What you should do:
Records follow. Select each line holding "UserProfile".

Records shown:
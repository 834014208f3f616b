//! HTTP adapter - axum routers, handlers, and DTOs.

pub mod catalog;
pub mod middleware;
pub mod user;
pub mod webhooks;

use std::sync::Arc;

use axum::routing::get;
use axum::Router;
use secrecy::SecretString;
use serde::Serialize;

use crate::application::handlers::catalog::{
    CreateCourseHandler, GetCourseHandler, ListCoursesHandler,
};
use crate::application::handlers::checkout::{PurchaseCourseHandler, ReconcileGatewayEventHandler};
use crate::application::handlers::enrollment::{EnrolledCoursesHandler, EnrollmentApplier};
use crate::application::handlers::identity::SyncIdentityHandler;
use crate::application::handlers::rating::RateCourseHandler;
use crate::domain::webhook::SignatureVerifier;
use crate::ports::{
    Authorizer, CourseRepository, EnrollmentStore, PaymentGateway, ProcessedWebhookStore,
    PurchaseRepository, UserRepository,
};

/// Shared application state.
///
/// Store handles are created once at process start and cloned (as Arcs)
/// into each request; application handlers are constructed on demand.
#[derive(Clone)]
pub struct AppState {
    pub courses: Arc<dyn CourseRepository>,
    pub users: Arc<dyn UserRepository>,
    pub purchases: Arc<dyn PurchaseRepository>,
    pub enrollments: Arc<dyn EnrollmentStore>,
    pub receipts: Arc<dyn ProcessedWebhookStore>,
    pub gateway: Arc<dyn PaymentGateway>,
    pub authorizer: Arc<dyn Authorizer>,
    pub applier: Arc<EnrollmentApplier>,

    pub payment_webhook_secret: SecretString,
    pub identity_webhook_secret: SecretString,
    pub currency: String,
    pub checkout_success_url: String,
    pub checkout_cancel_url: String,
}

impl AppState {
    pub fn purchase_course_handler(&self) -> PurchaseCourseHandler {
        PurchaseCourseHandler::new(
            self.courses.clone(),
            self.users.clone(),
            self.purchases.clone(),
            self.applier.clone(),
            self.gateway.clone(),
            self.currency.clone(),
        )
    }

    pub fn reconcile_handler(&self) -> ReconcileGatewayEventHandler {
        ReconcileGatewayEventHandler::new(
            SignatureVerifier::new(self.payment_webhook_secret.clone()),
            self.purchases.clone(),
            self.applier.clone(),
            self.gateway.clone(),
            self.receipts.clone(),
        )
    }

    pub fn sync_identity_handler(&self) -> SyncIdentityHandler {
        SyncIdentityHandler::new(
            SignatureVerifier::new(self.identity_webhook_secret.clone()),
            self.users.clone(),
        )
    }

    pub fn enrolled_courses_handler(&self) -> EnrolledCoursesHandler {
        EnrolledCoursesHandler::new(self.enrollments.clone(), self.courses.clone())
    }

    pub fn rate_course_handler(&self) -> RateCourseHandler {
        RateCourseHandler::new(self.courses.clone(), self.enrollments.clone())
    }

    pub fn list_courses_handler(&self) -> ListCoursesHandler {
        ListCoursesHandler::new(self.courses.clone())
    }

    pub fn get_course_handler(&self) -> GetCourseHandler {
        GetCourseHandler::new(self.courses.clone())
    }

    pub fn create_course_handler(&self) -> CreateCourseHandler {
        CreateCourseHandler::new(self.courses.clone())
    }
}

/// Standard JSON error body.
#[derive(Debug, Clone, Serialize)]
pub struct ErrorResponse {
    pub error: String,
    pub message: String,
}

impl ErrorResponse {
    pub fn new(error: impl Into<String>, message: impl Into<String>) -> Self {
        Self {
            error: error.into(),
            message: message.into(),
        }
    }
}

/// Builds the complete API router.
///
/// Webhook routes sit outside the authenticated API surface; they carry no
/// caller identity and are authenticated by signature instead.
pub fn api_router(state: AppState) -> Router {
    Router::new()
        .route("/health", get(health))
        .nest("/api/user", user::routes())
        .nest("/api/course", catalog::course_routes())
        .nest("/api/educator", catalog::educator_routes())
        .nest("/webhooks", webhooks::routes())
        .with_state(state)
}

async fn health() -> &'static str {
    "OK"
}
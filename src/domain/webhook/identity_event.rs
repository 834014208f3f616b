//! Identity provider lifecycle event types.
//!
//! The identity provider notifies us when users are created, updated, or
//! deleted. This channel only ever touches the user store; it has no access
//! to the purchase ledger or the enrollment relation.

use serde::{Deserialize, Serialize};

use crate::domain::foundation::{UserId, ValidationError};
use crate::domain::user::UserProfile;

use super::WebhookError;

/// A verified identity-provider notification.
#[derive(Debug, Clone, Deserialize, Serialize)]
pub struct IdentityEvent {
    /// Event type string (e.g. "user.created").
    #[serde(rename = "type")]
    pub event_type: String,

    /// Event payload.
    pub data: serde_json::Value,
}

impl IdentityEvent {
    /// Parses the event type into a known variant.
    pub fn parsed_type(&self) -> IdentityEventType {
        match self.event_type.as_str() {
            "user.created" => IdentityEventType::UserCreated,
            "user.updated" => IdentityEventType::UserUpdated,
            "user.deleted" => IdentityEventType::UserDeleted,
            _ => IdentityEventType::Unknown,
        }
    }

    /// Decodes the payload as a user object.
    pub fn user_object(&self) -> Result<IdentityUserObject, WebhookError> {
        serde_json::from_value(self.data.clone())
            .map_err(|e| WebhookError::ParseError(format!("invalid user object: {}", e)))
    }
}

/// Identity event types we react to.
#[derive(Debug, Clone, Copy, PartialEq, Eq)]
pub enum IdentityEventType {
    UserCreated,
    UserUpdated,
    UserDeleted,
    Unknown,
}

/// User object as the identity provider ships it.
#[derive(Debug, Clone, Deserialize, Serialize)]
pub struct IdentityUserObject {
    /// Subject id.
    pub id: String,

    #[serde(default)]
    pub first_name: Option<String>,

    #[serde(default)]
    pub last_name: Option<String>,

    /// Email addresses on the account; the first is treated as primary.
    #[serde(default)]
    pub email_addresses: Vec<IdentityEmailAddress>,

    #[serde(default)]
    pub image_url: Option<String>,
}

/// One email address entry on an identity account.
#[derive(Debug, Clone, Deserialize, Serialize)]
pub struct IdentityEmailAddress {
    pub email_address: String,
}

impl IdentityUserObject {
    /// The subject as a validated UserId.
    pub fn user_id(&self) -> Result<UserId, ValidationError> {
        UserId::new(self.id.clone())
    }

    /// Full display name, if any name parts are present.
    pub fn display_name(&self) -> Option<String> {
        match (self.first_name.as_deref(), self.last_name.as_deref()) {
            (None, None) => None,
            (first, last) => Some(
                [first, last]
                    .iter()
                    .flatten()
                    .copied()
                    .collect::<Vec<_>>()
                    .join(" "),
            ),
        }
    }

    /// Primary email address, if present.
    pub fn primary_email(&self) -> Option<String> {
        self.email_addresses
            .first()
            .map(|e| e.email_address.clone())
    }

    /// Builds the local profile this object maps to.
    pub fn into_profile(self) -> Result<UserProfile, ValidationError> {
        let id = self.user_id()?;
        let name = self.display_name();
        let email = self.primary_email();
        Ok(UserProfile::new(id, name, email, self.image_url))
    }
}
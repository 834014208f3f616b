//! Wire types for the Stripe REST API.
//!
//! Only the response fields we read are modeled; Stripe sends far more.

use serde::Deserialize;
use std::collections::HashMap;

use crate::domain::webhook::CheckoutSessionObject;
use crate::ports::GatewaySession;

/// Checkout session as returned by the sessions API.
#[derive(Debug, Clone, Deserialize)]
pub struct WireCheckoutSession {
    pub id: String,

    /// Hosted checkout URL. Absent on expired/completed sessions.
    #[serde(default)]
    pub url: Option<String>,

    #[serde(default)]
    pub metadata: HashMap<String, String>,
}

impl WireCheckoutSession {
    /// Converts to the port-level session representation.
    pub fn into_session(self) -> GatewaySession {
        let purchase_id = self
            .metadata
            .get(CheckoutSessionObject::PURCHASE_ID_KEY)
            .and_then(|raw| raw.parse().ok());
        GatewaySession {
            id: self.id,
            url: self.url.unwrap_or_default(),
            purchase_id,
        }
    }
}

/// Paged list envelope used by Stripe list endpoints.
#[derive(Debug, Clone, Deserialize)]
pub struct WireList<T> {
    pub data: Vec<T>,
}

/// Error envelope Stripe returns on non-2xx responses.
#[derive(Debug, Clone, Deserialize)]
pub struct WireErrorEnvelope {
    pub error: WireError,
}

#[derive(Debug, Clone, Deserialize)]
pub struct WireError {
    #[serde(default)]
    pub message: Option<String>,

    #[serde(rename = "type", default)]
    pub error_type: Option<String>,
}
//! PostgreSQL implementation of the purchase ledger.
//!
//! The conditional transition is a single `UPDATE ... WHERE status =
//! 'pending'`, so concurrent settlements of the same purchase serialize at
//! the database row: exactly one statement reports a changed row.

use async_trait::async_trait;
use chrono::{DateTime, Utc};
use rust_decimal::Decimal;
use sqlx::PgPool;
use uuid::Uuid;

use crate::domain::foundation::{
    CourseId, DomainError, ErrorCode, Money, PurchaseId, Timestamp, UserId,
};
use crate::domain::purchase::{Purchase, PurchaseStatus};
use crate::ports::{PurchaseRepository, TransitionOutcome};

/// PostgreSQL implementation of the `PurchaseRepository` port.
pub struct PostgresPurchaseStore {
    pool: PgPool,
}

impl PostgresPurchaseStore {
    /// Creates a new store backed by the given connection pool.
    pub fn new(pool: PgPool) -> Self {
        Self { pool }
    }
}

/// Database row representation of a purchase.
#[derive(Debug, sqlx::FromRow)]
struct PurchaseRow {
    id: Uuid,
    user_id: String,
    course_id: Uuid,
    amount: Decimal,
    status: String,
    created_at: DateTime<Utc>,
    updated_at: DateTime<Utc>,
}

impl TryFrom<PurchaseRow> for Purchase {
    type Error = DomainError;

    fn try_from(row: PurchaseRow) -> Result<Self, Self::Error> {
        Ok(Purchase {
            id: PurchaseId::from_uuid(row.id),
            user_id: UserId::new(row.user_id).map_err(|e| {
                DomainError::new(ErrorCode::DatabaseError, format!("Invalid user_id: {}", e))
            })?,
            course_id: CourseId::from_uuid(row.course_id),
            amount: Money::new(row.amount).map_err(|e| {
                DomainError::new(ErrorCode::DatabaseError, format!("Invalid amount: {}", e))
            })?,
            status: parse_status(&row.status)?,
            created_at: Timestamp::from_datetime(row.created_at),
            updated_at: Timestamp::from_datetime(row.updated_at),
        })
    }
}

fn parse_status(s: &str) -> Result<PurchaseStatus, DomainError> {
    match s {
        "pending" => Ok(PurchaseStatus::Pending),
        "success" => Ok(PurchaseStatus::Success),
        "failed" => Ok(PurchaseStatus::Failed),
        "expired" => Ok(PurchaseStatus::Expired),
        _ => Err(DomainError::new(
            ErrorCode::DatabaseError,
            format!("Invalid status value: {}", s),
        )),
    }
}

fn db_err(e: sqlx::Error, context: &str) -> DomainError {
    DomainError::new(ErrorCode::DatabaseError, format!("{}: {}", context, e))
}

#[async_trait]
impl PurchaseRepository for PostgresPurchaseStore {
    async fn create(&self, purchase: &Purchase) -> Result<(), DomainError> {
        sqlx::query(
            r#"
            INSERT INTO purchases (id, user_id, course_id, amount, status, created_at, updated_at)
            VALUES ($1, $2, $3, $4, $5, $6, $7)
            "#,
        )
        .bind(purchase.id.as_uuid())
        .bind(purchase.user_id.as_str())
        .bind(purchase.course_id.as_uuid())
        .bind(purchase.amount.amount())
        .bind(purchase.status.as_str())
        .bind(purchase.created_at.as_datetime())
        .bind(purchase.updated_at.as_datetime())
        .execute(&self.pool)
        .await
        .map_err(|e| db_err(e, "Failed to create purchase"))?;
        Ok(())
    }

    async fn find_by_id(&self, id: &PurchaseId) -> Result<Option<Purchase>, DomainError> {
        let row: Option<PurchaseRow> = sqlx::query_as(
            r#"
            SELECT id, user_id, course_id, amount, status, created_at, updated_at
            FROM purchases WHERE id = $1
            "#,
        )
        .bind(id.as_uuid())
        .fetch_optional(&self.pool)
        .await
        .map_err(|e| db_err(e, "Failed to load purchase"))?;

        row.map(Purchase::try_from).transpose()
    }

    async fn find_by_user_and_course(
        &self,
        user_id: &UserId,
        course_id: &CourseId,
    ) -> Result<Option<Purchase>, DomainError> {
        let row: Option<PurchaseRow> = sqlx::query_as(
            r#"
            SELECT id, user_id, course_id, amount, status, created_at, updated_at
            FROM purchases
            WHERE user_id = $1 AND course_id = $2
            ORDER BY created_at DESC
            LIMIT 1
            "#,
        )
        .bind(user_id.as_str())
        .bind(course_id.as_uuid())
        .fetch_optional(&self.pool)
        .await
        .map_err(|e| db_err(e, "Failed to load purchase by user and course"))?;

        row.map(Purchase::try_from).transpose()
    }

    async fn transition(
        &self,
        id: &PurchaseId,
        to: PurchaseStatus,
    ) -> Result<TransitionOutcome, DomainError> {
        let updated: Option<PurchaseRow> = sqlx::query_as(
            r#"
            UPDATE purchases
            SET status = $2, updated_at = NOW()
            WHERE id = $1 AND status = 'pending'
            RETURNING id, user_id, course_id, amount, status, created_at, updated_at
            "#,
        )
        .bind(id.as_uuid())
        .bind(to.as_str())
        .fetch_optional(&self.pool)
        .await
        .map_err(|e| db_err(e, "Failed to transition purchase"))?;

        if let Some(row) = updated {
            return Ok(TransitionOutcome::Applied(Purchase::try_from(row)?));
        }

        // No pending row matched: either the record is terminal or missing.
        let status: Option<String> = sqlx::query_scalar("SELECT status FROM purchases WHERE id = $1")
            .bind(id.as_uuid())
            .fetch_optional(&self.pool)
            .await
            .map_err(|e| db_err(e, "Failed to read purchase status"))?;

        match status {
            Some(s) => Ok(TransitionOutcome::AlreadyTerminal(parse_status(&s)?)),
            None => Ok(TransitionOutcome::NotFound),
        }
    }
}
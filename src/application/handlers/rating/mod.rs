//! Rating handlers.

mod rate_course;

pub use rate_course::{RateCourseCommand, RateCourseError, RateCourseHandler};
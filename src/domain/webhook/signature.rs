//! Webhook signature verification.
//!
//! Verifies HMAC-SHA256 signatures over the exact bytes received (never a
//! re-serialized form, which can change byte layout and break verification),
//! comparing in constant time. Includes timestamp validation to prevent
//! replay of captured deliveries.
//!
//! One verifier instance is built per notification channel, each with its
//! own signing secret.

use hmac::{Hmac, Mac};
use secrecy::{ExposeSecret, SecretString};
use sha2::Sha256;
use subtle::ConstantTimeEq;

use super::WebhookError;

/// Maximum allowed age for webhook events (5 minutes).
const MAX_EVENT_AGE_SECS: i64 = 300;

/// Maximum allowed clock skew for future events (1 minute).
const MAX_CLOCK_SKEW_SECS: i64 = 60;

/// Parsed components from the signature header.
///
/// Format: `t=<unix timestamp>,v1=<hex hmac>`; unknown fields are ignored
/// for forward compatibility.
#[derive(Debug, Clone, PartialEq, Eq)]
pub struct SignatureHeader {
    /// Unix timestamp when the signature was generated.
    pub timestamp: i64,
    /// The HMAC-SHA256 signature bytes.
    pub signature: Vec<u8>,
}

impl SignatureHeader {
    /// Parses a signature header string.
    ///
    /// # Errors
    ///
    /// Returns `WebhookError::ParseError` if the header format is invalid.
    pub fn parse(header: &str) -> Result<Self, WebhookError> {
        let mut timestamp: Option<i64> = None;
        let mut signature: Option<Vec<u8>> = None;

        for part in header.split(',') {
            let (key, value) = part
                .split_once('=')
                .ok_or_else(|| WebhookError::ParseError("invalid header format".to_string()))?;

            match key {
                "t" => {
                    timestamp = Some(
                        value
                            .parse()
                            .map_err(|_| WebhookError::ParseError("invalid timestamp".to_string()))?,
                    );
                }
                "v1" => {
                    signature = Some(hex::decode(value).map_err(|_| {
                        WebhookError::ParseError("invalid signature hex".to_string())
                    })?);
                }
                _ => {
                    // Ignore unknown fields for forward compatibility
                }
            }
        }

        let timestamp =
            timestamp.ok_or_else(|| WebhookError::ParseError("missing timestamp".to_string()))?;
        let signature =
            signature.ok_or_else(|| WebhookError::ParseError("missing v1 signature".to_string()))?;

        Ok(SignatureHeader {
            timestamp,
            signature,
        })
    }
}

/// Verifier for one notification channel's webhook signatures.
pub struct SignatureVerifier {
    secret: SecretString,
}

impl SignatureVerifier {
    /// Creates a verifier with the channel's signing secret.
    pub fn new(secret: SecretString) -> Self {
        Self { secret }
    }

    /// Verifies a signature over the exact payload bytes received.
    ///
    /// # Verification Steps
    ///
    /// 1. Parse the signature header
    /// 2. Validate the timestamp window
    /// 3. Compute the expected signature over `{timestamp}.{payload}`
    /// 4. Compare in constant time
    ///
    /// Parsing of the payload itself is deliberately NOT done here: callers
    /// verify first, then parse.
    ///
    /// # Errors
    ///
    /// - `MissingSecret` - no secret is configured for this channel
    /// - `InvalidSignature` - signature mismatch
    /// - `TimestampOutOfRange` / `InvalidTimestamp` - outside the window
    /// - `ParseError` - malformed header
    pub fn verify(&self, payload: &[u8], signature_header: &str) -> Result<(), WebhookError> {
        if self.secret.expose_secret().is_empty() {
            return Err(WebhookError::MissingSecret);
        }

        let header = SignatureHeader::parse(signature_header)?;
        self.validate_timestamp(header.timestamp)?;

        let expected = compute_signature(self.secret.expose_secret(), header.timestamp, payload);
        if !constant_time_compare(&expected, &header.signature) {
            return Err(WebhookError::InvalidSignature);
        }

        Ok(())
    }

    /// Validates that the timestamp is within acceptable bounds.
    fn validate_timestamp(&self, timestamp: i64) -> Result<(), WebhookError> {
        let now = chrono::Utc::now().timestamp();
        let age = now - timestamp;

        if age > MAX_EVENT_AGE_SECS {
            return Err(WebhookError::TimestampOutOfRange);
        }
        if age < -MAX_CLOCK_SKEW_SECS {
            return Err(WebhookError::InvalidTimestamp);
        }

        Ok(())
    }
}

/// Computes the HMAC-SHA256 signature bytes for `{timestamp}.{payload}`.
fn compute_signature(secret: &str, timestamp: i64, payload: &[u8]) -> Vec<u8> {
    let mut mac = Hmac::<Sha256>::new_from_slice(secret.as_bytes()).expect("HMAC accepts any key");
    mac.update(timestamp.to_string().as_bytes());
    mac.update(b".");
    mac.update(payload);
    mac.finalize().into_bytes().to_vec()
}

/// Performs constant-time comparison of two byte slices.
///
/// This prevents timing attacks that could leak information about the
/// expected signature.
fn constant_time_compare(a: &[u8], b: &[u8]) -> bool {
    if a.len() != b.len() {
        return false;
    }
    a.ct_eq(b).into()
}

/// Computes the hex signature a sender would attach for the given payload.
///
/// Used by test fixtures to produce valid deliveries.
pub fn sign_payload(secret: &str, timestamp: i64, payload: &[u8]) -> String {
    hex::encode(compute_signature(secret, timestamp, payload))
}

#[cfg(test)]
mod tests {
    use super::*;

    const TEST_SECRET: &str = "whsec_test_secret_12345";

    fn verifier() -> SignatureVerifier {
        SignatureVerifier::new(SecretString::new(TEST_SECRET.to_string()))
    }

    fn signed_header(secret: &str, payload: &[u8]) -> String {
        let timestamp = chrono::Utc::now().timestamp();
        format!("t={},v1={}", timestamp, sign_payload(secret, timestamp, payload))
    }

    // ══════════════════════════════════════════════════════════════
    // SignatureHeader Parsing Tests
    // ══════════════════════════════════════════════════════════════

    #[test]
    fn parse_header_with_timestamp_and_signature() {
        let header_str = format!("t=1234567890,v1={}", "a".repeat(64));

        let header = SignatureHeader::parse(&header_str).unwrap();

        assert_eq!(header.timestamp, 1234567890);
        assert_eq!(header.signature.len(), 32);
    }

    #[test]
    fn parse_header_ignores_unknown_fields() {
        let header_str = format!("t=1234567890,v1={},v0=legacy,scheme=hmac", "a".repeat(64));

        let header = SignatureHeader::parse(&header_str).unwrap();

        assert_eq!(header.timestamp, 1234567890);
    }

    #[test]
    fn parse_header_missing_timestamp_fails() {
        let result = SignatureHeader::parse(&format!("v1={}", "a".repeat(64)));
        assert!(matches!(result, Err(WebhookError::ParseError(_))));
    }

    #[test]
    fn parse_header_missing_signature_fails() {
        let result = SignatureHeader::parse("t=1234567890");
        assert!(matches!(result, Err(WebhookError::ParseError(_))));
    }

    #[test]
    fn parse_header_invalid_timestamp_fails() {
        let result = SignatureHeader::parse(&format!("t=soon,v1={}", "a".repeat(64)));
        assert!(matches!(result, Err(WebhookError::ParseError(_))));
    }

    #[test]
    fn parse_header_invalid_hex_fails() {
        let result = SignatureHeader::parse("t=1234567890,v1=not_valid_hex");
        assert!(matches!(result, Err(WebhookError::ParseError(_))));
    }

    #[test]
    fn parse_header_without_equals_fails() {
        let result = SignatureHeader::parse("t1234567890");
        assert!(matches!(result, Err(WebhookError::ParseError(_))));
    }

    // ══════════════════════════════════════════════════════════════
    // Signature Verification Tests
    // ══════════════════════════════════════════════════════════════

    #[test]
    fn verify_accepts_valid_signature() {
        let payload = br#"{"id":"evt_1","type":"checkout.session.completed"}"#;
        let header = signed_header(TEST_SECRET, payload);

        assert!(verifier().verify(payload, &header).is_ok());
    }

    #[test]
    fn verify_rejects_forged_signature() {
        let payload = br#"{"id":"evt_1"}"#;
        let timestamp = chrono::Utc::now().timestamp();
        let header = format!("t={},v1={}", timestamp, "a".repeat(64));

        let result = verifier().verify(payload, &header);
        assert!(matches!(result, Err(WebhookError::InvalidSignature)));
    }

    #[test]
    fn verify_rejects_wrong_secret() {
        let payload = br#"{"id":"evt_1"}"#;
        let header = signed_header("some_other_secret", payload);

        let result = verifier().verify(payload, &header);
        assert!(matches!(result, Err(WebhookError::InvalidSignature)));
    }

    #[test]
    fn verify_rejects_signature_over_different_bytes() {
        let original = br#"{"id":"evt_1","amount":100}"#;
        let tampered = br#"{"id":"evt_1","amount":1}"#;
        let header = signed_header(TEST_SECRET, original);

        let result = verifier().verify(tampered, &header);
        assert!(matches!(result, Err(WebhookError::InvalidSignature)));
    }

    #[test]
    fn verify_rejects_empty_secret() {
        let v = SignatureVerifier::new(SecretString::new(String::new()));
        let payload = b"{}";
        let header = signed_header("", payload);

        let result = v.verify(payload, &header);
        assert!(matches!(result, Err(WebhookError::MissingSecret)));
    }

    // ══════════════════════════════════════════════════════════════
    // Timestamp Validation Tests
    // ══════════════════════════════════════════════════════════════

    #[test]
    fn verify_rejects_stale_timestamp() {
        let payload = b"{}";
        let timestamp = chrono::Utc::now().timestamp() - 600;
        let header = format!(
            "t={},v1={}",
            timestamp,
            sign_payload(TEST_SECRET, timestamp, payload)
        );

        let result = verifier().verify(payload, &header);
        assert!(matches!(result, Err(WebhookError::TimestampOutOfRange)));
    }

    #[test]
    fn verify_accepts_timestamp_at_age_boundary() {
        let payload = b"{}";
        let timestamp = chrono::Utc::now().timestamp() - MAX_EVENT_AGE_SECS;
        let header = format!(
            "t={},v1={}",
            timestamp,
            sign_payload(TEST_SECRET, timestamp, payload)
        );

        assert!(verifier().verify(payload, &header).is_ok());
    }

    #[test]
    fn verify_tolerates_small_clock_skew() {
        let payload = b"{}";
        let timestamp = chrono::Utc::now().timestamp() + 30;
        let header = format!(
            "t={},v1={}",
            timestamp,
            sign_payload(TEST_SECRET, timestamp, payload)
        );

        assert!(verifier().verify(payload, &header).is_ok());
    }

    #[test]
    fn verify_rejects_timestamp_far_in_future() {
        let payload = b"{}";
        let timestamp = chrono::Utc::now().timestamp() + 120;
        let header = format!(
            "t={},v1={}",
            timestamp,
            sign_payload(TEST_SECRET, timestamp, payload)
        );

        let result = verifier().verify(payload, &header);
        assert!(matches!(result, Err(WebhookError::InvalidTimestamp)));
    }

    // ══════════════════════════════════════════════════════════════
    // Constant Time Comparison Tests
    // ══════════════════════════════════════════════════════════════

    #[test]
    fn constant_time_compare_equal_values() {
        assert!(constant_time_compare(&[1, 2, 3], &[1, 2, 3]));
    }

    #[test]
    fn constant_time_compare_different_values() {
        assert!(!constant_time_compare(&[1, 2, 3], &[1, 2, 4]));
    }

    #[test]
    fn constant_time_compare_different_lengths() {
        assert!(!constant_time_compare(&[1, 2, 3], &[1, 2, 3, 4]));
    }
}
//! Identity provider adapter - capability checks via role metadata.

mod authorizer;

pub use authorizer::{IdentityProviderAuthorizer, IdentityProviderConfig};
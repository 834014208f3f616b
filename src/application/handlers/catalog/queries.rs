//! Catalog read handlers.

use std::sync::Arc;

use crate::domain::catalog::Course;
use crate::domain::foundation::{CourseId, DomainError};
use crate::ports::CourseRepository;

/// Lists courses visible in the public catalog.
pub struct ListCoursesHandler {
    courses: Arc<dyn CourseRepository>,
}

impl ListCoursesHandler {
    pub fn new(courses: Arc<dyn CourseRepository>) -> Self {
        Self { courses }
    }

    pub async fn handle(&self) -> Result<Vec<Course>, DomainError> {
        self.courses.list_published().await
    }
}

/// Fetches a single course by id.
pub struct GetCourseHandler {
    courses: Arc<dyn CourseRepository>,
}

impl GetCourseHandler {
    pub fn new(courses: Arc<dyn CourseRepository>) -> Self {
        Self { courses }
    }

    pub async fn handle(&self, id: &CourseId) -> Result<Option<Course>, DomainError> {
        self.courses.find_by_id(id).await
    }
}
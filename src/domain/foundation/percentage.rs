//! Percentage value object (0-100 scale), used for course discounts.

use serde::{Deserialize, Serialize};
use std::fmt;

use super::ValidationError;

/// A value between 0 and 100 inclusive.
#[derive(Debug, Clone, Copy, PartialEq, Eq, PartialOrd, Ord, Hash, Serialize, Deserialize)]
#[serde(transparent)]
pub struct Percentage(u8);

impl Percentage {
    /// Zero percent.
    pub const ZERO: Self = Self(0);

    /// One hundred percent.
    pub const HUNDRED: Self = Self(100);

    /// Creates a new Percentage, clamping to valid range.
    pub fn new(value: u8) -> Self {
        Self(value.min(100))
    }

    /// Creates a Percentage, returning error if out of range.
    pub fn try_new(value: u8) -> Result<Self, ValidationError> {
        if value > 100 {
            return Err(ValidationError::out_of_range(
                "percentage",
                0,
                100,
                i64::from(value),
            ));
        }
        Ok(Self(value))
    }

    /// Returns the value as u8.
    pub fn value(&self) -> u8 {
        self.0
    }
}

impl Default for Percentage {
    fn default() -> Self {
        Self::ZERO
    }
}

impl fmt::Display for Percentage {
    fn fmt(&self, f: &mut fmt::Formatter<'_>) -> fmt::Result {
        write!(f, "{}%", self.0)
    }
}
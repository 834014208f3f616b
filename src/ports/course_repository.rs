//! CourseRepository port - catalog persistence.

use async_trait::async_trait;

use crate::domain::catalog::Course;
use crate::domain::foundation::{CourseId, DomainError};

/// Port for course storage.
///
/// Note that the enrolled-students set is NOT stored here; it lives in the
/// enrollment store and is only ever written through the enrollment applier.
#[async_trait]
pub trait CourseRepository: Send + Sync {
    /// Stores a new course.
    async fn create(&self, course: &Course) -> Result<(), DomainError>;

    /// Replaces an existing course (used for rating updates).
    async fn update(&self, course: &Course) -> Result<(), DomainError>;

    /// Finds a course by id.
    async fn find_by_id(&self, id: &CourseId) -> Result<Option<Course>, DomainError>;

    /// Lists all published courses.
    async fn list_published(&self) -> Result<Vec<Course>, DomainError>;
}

Solution to the exercise:
use crate::domain::user::UserProfile;
    pub fn into_profile(self) -> Result<UserProfile, ValidationError> {
        Ok(UserProfile::new(id, name, email, self.image_url))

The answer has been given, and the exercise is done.